Overall, the comparison of the SOPCR and ROPCR coding methods highlights the importance of considering the phase difference distribution of recorded and reconstructed phase keys in signal coding methods. It also demonstrates the effectiveness of ROPCR coding in reducing crosstalk and improving the coherence of diffraction intensities across different coding units. Through understanding the characteristics of crosstalk in other coding methods, we can develop strategies to mitigate its effects and improve the quality and security of encoded signals.

5. Conclusions

In this paper, we study the mechanism and characteristics of signal crosstalk in an orthogonal phase-coded multiplexed CHDSS. This study shows that the reconstructed signal intensity and phase are modulated simultaneously across the crosstalk via a stepwise superposition.

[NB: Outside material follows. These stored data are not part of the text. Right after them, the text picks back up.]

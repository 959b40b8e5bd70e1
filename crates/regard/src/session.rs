//! Per-image tracking sessions and the results export.
//!
//! During tracking each stimulus image gets its own [`ImageSession`]: gaze
//! predictions are transformed from screen space into image-local
//! coordinates through the session's [`Viewport`], logged with per-sample
//! deltas, and fed to a fresh [`FixationDetector`]. All exported timestamps
//! are milliseconds relative to the session's tracking start.

use serde::Serialize;

use crate::cluster::RoiCluster;
use crate::calibration::CalibrationOutcome;
use crate::error::Result;
use crate::features::EyeFeatures;
use crate::fixation::{FixationConfig, FixationDetector, FixationMetrics};
use crate::model::{GazeModel, GazePoint};
use crate::quality::{self, QualityReport};

/// Where a stimulus image sits on screen, and its pixel dimensions.
///
/// Gaze points carried through [`map_to_image`](Self::map_to_image) are
/// image-local; everything else in the pipeline stays in screen pixels.
#[derive(Debug, Clone, Copy, PartialEq)]
pub struct Viewport {
    pub screen_x: f64,
    pub screen_y: f64,
    pub screen_w: f64,
    pub screen_h: f64,
    pub image_width: u32,
    pub image_height: u32,
}

impl Viewport {
    /// An image stretched over the whole screen.
    pub fn fullscreen(screen_w: f64, screen_h: f64, image_width: u32, image_height: u32) -> Self {
        Self {
            screen_x: 0.0,
            screen_y: 0.0,
            screen_w,
            screen_h,
            image_width,
            image_height,
        }
    }

    /// Transforms a screen-space gaze point into image-local pixels.
    pub fn map_to_image(&self, point: GazePoint) -> GazePoint {
        GazePoint {
            x: (point.x - self.screen_x) / self.screen_w * self.image_width as f64,
            y: (point.y - self.screen_y) / self.screen_h * self.image_height as f64,
            ..point
        }
    }
}

/// One exported gaze sample (image-local, relative milliseconds).
#[derive(Debug, Clone, Copy, Serialize)]
pub struct GazeSampleRecord {
    pub x: f64,
    pub y: f64,
    pub timestamp_ms: i64,
    pub confidence: f64,
    pub dt_ms: i64,
}

#[derive(Debug, Clone, Copy, Serialize)]
pub struct FirstFixationRecord {
    pub x: f64,
    pub y: f64,
    pub time_ms: i64,
}

#[derive(Debug, Clone, Copy, Serialize)]
pub struct FixationRecord {
    pub x: f64,
    pub y: f64,
    pub duration_ms: i64,
    pub start_ms: i64,
    pub point_count: usize,
    pub avg_confidence: f64,
}

#[derive(Debug, Clone, Copy, Serialize)]
pub struct DimensionsRecord {
    pub width: u32,
    pub height: u32,
}

/// Per-image result block of the session export.
#[derive(Debug, Clone, Serialize)]
pub struct ImageRecord {
    pub image_index: usize,
    pub image_dimensions: DimensionsRecord,
    pub gaze_points: Vec<GazeSampleRecord>,
    pub first_fixation: Option<FirstFixationRecord>,
    pub fixations: Vec<FixationRecord>,
    pub total_view_time_ms: i64,
    pub fixation_count: usize,
    pub avg_fixation_duration_ms: i64,
    pub roi_clusters: Vec<RoiCluster>,
}

#[derive(Debug, Clone, Serialize)]
pub struct CalibrationRecord {
    pub method: String,
    pub mean_error_px: i64,
    pub validated: bool,
}

/// The complete per-session results document.
#[derive(Debug, Clone, Serialize)]
pub struct SessionExport {
    pub calibration: CalibrationRecord,
    pub image_count: usize,
    pub images: Vec<ImageRecord>,
}

impl SessionExport {
    pub fn new(outcome: &CalibrationOutcome, images: Vec<ImageRecord>) -> Self {
        Self {
            calibration: CalibrationRecord {
                method: "poly2_ridge_cubic".to_owned(),
                mean_error_px: outcome.mean_error_px.round() as i64,
                validated: outcome.validated,
            },
            image_count: images.len(),
            images,
        }
    }

    pub fn to_json(&self) -> Result<String> {
        Ok(serde_json::to_string_pretty(self)?)
    }
}

/// Everything produced by one image's tracking window.
#[derive(Debug, Clone)]
pub struct ImageAnalysis {
    pub record: ImageRecord,
    pub metrics: FixationMetrics,
    pub quality: QualityReport,
}

/// Tracks one stimulus image for a fixed viewing window.
///
/// The session owns its fixation detector and gaze buffer; a new session is
/// created per image and consumed by [`finish`](Self::finish).
pub struct ImageSession {
    index: usize,
    viewport: Viewport,
    tracking_start_ms: f64,
    detector: FixationDetector,
    samples: Vec<GazeSampleRecord>,
    last_rel_ts: Option<f64>,
}

impl ImageSession {
    pub fn new(
        index: usize,
        viewport: Viewport,
        tracking_start_ms: f64,
        config: FixationConfig,
    ) -> Self {
        Self {
            index,
            viewport,
            tracking_start_ms,
            detector: FixationDetector::new(0.0, config),
            samples: Vec::new(),
            last_rel_ts: None,
        }
    }

    /// Predicts from `features` and, if a gaze point comes out, logs it in
    /// image-local coordinates. Returns the image-local point.
    pub fn ingest(&mut self, features: &EyeFeatures, model: &mut GazeModel) -> Option<GazePoint> {
        let point = model.predict(features)?;
        Some(self.push_gaze(point))
    }

    /// Logs an already-predicted screen-space gaze point.
    pub fn push_gaze(&mut self, point: GazePoint) -> GazePoint {
        let mut local = self.viewport.map_to_image(point);
        local.timestamp_ms = point.timestamp_ms - self.tracking_start_ms;

        let dt = match self.last_rel_ts {
            Some(last) => local.timestamp_ms - last,
            None => 0.0,
        };
        self.last_rel_ts = Some(local.timestamp_ms);

        self.samples.push(GazeSampleRecord {
            x: local.x,
            y: local.y,
            timestamp_ms: local.timestamp_ms.round() as i64,
            confidence: local.confidence,
            dt_ms: dt.round() as i64,
        });
        self.detector.add_gaze_point(local);
        local
    }

    #[inline]
    pub fn sample_count(&self) -> usize {
        self.samples.len()
    }

    /// Ends the viewing window: finalises fixations, clusters ROIs, grades
    /// the stream and assembles the export record.
    pub fn finish(self, expected_duration_ms: f64) -> ImageAnalysis {
        let gaze: Vec<GazePoint> = self.detector.gaze_log().to_vec();
        let metrics = self.detector.finish();
        let quality = quality::assess(
            &gaze,
            self.viewport.image_width as f64,
            self.viewport.image_height as f64,
            expected_duration_ms,
        );

        let record = ImageRecord {
            image_index: self.index,
            image_dimensions: DimensionsRecord {
                width: self.viewport.image_width,
                height: self.viewport.image_height,
            },
            gaze_points: self.samples,
            first_fixation: metrics.first_fixation.map(|f| FirstFixationRecord {
                x: f.x,
                y: f.y,
                time_ms: f.start_time_ms.round() as i64,
            }),
            fixations: metrics
                .fixations
                .iter()
                .map(|f| FixationRecord {
                    x: f.x,
                    y: f.y,
                    duration_ms: f.duration_ms.round() as i64,
                    start_ms: f.start_time_ms.round() as i64,
                    point_count: f.point_count,
                    avg_confidence: f.avg_confidence,
                })
                .collect(),
            total_view_time_ms: metrics.total_view_time_ms.round() as i64,
            fixation_count: metrics.fixation_count,
            avg_fixation_duration_ms: metrics.average_fixation_duration_ms.round() as i64,
            roi_clusters: metrics.roi_clusters.clone(),
        };

        ImageAnalysis {
            record,
            metrics,
            quality,
        }
    }
}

The signal intensities diffracted by each coding unit are not consistent. Orthogonal phase-coding multiplexing fails to fully cancel the reconstructed signal due to residual signals and eventually induces crosstalk. Moreover, more severe inconsistencies in the signals generated by each coding unit lead to more severe crosstalk. For the first time, to our knowledge, the high-crosstalk key index can be predicted with the knowledge of this paper when the recorded key has been determined through looking at the characteristics of the phase difference distribution between the recorded reference wave and the reconstructed one. To reduce crosstalk, a novel coding scheme, ROPCR, is proposed to minimize crosstalk. The encoded units are randomly distributed on the reference wave, and the diffraction intensities of the encoded units are scattered and superimposed at the same diffraction position. The diffraction intensity is approximately uncorrelated with the white noise at the wrong phase key. Experiments show that the SSIM and COEF curves of the ROPCR are more stable and lower than those of the SOPCR, implying lower crosstalk and more favorable storage. The ROPCR has a clear weakening effect at locations where the SOPCR has a sharp crosstalk peak. In this paper, we extend our understanding of the phenomenon of signal crosstalk in orthogonal phase-coded multiplexing CHDSSs.